Illumination of one receptor reduces the sensitivity of its neighboring receptors, and lateral inhibition occurs. When simultaneously illuminated, each receptor responds less actively than in the case of individual stimulation. Similarly, the ganglion cells of the human retina function in a human; they have complex interrelationships and are not individually excited. Neural connections using lateral braking affect the activity of each other, thereby ensuring a clear perception of edges and boundaries.
1.2.6 Mach Bands, Hermann’s Grid
To demonstrate the effect of lateral inhibition, consider the stepwise stretching of gray color in Figure 1.2.16. The left side of each vertical rectangular strip will appear a little lighter than its right side, which causes an increase in edge contrast. However, each strip has the same lightness; it is filled with a uniform gray color. This can be easily seen if we examine each rectangle alternately, covering the others. The effect of changing the lightness of the marginal sections is named after the 19th-century German physiologist Ernst Mach, who first described this phenomenon [Abbasov, 2016].
Spatial frequencies
Contrast areas of the surrounding field of view can be characterized by spatial frequency, i.e., the number of luminosity variations in a certain part of space. For experimental confirmation, consider Figure 1.2.17. The left upper lattice has a relatively low spatial frequency (wide bands), and the lower one has a higher frequency (narrow bands). The spatial frequencies (bandwidths) of the grids in Figure 1.2.17, on the right are identical and they occupy an intermediate position. Cover the grids in Figure 1.2.17, on the right and for at least 60 s, carefully examine the grids in Figure 1.2.17, on the right, fixing the view on the central horizontal strip between the gratings. After completion of the adaptation period, translate the view into the strip in the center between the two gratings in Figure 1.2.17, on the right. Spatial frequencies will no longer seem identical: the spatial frequency of the upper lattice will seem higher (denser) than the spatial frequency of the lower lattice [Shiffman, 2008], [Gusev, 2007].
Figure 1.2.16 Mach bands.
Figure 1.2.17 Spatial frequency.
Consider the effects based on the phenomenon of lateral inhibition, these include the lattice of Hermann and light contrast. Figure 1.2.18 shows the German grid (German physiologist Ludimar Hermann in 1870), it consists of a white square grid pattern on a black background. The lightness of the white stripes is the same along the entire length; however, phantom gray spots will appear at their intersections. They are due to the suppression of the neural activity of neighboring cells of the retina. If we concentrate our gaze on a separate point of intersection, the gray spot will disappear. In this case, the image is projected on the central fossa, and gray spots appear on other crosshairs, which will be projected on the peripheral areas of the retina with high sensitivity.

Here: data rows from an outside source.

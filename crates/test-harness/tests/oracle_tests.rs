//! Tests for verification oracles.

use fenestra_layout::{compute_layout, EngineConfig};
use fenestra_types::*;
use test_harness::helpers::*;
use test_harness::oracle::*;

fn casement_pair() -> (CadModel, ProductTemplate) {
    let template = builtin_template("win-casement-65").unwrap();
    let model = model_with(
        &template,
        1200,
        1400,
        &[casement(Lateral::Left), casement(Lateral::Right)],
    );
    (model, template)
}

// ── Passing layouts ─────────────────────────────────────────────────────────

#[test]
fn all_oracles_pass_for_casement_pair() {
    let (model, template) = casement_pair();
    let verdicts = verify_layout(&model, &template, &EngineConfig::default());
    assert_eq!(verdicts.len(), 6);
    assert!(failures(&verdicts).is_empty(), "{:?}", failures(&verdicts));
    require_all(&verdicts).unwrap();
}

#[test]
fn mullion_partition_reports_residual() {
    let (model, template) = casement_pair();
    let config = EngineConfig::default();
    let tree = compute_layout(&model, &template, &config);
    let verdict = check_mullion_partition(&tree, &model, &template, &config);
    assert!(verdict.passed, "{}", verdict.detail);
    assert!(verdict.value.unwrap() <= config.tolerance);
}

#[test]
fn transom_oracle_passes_with_transom() {
    let (mut model, template) = casement_pair();
    model.height = 1800;
    model.transom_height = 500;
    let config = EngineConfig::default();
    let tree = compute_layout(&model, &template, &config);
    let verdict = check_transom_partition(&tree, &model, &template, &config);
    assert!(verdict.passed, "{}", verdict.detail);
}

// ── Tampered layouts fail ───────────────────────────────────────────────────

#[test]
fn widened_panel_breaks_partition() {
    let (model, template) = casement_pair();
    let config = EngineConfig::default();
    let mut tree = compute_layout(&model, &template, &config);
    tree.panels[0].rect.w += 1.0;

    let verdict = check_mullion_partition(&tree, &model, &template, &config);
    assert!(!verdict.passed);
    assert!(verdict.detail.contains("off by"));
}

#[test]
fn missing_mullion_detected() {
    let (model, template) = casement_pair();
    let mut tree = compute_layout(&model, &template, &EngineConfig::default());
    tree.mullions.clear();
    assert!(!check_mullion_count(&tree, &model).passed);
}

#[test]
fn flush_glass_on_sash_detected() {
    let (model, template) = casement_pair();
    let config = EngineConfig::default();
    let mut tree = compute_layout(&model, &template, &config);
    tree.panels[0].glass_rect = tree.panels[0].rect;

    let verdict = check_sash_insets(&tree, &config);
    assert!(!verdict.passed);
    assert!(verdict.detail.contains("panel 0"));
}

#[test]
fn stray_transom_bar_detected() {
    let (model, template) = casement_pair();
    let config = EngineConfig::default();
    let mut tree = compute_layout(&model, &template, &config);
    tree.transom = Some(Rect::new(0.0, 500.0, 1200.0, 40.0));
    assert!(!check_transom_partition(&tree, &model, &template, &config).passed);
}

#[test]
fn dropped_glyph_slot_detected() {
    let (model, template) = casement_pair();
    let config = EngineConfig::default();
    let mut tree = compute_layout(&model, &template, &config);
    tree.glyphs.pop();
    assert!(!check_glyphs_inside_panels(&tree, &config).passed);
}

#[test]
fn require_all_names_first_failure() {
    let (model, template) = casement_pair();
    let mut tree = compute_layout(&model, &template, &EngineConfig::default());
    tree.mullions.clear();
    let verdicts = vec![check_mullion_count(&tree, &model)];

    let err = require_all(&verdicts).unwrap_err();
    match err {
        test_harness::HarnessError::OracleFailure { oracle, .. } => {
            assert_eq!(oracle, "mullion_count")
        }
        other => panic!("unexpected error: {other}"),
    }
}
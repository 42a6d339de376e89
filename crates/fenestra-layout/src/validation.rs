//! Constraint validation of a model against its template's rules.

use std::collections::BTreeMap;
use std::fmt;

use fenestra_types::{Bounds, CadModel, ProductRules};
use serde::{Deserialize, Serialize};
use tracing::{debug, instrument};

use crate::config::EngineConfig;

/// Model field an error is reported against.
#[derive(Debug, Clone, Copy, PartialEq, Eq, PartialOrd, Ord, Hash, Serialize, Deserialize)]
#[serde(rename_all = "snake_case")]
pub enum Field {
    Width,
    Height,
    Panels,
    TransomHeight,
}

impl fmt::Display for Field {
    fn fmt(&self, f: &mut fmt::Formatter<'_>) -> fmt::Result {
        let name = match self {
            Field::Width => "width",
            Field::Height => "height",
            Field::Panels => "panels",
            Field::TransomHeight => "transom_height",
        };
        f.write_str(name)
    }
}

/// A single rule a model breaks.
#[derive(Debug, Clone, PartialEq, Eq, thiserror::Error, Serialize, Deserialize)]
#[serde(tag = "type", rename_all = "snake_case")]
pub enum ConstraintViolation {
    #[error("value {actual} is below the minimum of {min}")]
    BelowMinimum { min: u32, actual: u32 },

    #[error("value {actual} is above the maximum of {max}")]
    AboveMaximum { max: u32, actual: u32 },

    #[error("this product series does not allow a transom")]
    TransomNotAllowed,

    #[error("transom height {actual}mm is below the minimum of {min}mm")]
    TransomTooShort { min: u32, actual: u32 },

    #[error("transom height {actual}mm must leave at least {min_lower}mm below it in a {height}mm unit")]
    TransomTooTall {
        actual: u32,
        height: u32,
        min_lower: u32,
    },
}

/// Outcome of [`validate`]: at most one violation per field.
#[derive(Debug, Clone, PartialEq, Eq, Default, Serialize, Deserialize)]
pub struct ValidationResult {
    pub is_valid: bool,
    pub errors: BTreeMap<Field, ConstraintViolation>,
}

impl ValidationResult {
    pub fn error(&self, field: Field) -> Option<&ConstraintViolation> {
        self.errors.get(&field)
    }

    pub fn has_error(&self, field: Field) -> bool {
        self.errors.contains_key(&field)
    }

    pub fn error_count(&self) -> usize {
        self.errors.len()
    }
}

impl fmt::Display for ValidationResult {
    fn fmt(&self, f: &mut fmt::Formatter<'_>) -> fmt::Result {
        writeln!(f, "ValidationResult: valid={}, errors={}", self.is_valid, self.errors.len())?;
        for (field, violation) in &self.errors {
            writeln!(f, "  {field}: {violation}")?;
        }
        Ok(())
    }
}

/// Check a model against the template's rules.
///
/// Never fails: every problem lands in `errors`. The transom checks run in
/// order and each one overwrites the previous transom error, so only the
/// last failing transom check is reported.
#[instrument(
    skip_all,
    fields(width = model.width, height = model.height, panels = model.panel_count)
)]
pub fn validate(model: &CadModel, rules: &ProductRules, config: &EngineConfig) -> ValidationResult {
    let mut errors = BTreeMap::new();

    check_bounds(Field::Width, model.width, &rules.width, &mut errors);
    check_bounds(Field::Height, model.height, &rules.height, &mut errors);
    check_bounds(Field::Panels, model.panel_count, &rules.panels, &mut errors);

    let transom = model.transom_height;
    if transom > 0 && !rules.allow_transom {
        errors.insert(Field::TransomHeight, ConstraintViolation::TransomNotAllowed);
    }
    if transom > 0 && transom < config.min_transom_height {
        errors.insert(
            Field::TransomHeight,
            ConstraintViolation::TransomTooShort {
                min: config.min_transom_height,
                actual: transom,
            },
        );
    }
    // Signed: the limit goes negative for units shorter than the lower band.
    let limit = i64::from(model.height) - i64::from(config.min_lower_band_height);
    if i64::from(transom) >= limit {
        errors.insert(
            Field::TransomHeight,
            ConstraintViolation::TransomTooTall {
                actual: transom,
                height: model.height,
                min_lower: config.min_lower_band_height,
            },
        );
    }

    let is_valid = errors.is_empty();
    debug!(is_valid, error_count = errors.len(), "validation complete");

    ValidationResult { is_valid, errors }
}

fn check_bounds(
    field: Field,
    value: u32,
    bounds: &Bounds,
    errors: &mut BTreeMap<Field, ConstraintViolation>,
) {
    if value < bounds.min {
        errors.insert(
            field,
            ConstraintViolation::BelowMinimum {
                min: bounds.min,
                actual: value,
            },
        );
    } else if value > bounds.max {
        errors.insert(
            field,
            ConstraintViolation::AboveMaximum {
                max: bounds.max,
                actual: value,
            },
        );
    }
}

Figure 1.2.18 Hermann’s grid.
Figure 1.2.19 “Complementary” grid of Hermann.
You can observe the colored spots on the crosshairs; for this you can choose a grid and a background complementary in color. Such a color grid is shown in Figure 1.2.19, blue spots will appear on the yellow cross hairs [Abbasov, 2019]. When scaling Hermann’s grid, the “phantom” spots will be more stable; for this it is necessary to move the pattern away to the projection of the grid on the retina. From a long distance, the stripes will narrow and phantom spots will be visible regardless of the gaze fixation.
1.2.7 Light Contrast
A further example of the spatial interaction of neighboring areas of the retina is light contrast. It lies in the fact that the lightness of a small closed figure depends on the intensity of lightness of the massive background area (Figure 1.2.20) [Abbasov, 2016]. From the point of view of light reflected by them, all four central gray circles are identical; however, it seems that they differ in lightness. A circle on a dark background (left edge) seems lighter than a physically identical circle on a light background (right edge). Therefore, this means that the perceived lightness of the surface depends on the intensity of its background.